• [Prompt]
The line containing "setting left empty" marks the end; copy exactly all lines from the start of the material up to and including it.

====

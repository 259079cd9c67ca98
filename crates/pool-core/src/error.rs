//! Error types for egg pool workflows

use pool_append::AppendFailure;
use pool_model::PoolError;
use std::path::PathBuf;

/// Configuration loading and setup failures
#[derive(Debug, thiserror::Error)]
pub enum ConfigError {
    /// Config file could not be read
    #[error("failed to read config file '{path}': {source}")]
    Io {
        /// File path
        path: PathBuf,
        /// Underlying error
        #[source]
        source: std::io::Error,
    },

    /// Config file is not valid TOML for [`crate::PoolConfig`]
    #[error("invalid config: {0}")]
    Parse(#[from] toml::de::Error),

    /// Config could not be rendered as TOML
    #[error("failed to render config: {0}")]
    Render(#[from] toml::ser::Error),

    /// Required setting left empty
    #[error("missing required setting: {0}")]
    Missing(&'static str),

    /// Setting present but unusable
    #[error("invalid setting '{field}': {reason}")]
    Invalid {
        /// Setting name
        field: &'static str,
        /// Why it was rejected
        reason: String,
    },

    /// A client could not be built from the settings
    #[error("failed to set up client: {0}")]
    Client(#[from] PoolError),
}

/// Why a submission did not land
#[derive(Debug, Clone, PartialEq, Eq, thiserror::Error)]
pub enum SubmissionError {
    /// Form rejected before any network call; message shown as-is
    #[error("{0}")]
    Invalid(String),

    /// Append gave up; shows the last underlying error verbatim
    #[error("Submission failed: {0}")]
    Failed(#[from] AppendFailure),
}

impl SubmissionError {
    /// Attempts made before giving up (0 when rejected up front)
    #[must_use]
    pub fn attempts(&self) -> u32 {
        match self {
            Self::Invalid(_) => 0,
            Self::Failed(failure) => failure.attempts,
        }
    }
}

====

• [Answer for this exercise]
repository 259079cd9c67ca98
filename crates/pool-core/src/error.rs
//! Error types for egg pool workflows

use pool_append::AppendFailure;
use pool_model::PoolError;
use std::path::PathBuf;

/// Configuration loading and setup failures
#[derive(Debug, thiserror::Error)]
pub enum ConfigError {
    /// Config file could not be read
    #[error("failed to read config file '{path}': {source}")]
    Io {
        /// File path
        path: PathBuf,
        /// Underlying error
        #[source]
        source: std::io::Error,
    },

    /// Config file is not valid TOML for [`crate::PoolConfig`]
    #[error("invalid config: {0}")]
    Parse(#[from] toml::de::Error),

    /// Config could not be rendered as TOML
    #[error("failed to render config: {0}")]
    Render(#[from] toml::ser::Error),

    /// Required setting left empty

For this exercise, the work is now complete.